EXERCISE OBJECTIVE: Could you copy, exactly as written, every line from the first line of the records through the one containing "use super::extract::FormOrJson;"?

Items from a dataset

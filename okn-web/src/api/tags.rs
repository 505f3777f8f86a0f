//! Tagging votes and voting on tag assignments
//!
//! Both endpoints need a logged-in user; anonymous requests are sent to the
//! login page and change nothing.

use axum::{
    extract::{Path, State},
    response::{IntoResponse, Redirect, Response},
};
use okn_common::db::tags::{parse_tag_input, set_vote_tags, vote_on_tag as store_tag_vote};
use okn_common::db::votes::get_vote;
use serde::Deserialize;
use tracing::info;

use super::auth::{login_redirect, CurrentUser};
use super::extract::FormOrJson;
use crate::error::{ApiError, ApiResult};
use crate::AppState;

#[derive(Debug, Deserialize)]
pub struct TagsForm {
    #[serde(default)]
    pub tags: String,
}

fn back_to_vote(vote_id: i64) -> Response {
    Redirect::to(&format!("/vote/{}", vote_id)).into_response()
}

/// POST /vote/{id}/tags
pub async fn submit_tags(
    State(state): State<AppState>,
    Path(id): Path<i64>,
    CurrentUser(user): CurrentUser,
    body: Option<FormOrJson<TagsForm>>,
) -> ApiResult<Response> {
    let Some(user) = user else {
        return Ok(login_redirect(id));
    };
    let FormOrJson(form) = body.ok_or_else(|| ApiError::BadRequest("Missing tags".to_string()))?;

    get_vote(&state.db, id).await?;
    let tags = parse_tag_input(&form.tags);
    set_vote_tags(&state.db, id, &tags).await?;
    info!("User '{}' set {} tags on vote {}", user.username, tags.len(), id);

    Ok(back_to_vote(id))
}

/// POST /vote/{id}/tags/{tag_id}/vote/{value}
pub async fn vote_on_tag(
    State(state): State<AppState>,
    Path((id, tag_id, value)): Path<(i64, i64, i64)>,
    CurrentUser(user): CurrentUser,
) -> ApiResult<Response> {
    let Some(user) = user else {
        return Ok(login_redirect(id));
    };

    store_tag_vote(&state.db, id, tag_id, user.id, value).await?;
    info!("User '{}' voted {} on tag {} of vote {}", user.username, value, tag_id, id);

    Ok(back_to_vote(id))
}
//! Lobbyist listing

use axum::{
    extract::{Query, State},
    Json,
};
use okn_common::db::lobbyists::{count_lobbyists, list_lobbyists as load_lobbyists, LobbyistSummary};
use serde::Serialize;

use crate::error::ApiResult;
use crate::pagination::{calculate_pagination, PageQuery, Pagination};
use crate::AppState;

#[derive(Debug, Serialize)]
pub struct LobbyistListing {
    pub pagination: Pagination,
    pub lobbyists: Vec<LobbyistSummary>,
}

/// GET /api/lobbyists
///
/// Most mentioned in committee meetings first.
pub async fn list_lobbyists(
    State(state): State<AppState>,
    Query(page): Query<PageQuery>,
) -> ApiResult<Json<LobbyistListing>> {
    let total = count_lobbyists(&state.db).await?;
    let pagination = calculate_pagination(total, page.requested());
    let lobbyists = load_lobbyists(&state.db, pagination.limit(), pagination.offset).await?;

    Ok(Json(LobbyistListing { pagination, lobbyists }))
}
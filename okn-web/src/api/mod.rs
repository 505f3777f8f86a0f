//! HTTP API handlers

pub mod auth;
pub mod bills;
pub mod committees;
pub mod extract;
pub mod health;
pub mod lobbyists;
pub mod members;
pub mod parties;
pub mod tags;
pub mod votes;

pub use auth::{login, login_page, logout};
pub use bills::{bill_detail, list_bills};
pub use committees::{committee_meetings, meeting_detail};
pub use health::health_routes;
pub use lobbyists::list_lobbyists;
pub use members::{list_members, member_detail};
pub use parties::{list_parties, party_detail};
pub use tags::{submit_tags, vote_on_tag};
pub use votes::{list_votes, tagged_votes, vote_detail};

ANSWER SECTION:
filename okn-web/src/api/tags.rs
repository 505f3777f8f86a0f
//! Tagging votes and voting on tag assignments
//!
//! Both endpoints need a logged-in user; anonymous requests are sent to the
//! login page and change nothing.

use axum::{
    extract::{Path, State},
    response::{IntoResponse, Redirect, Response},
};
use okn_common::db::tags::{parse_tag_input, set_vote_tags, vote_on_tag as store_tag_vote};
use okn_common::db::votes::get_vote;
use serde::Deserialize;
use tracing::info;

use super::auth::{login_redirect, CurrentUser};
use super::extract::FormOrJson;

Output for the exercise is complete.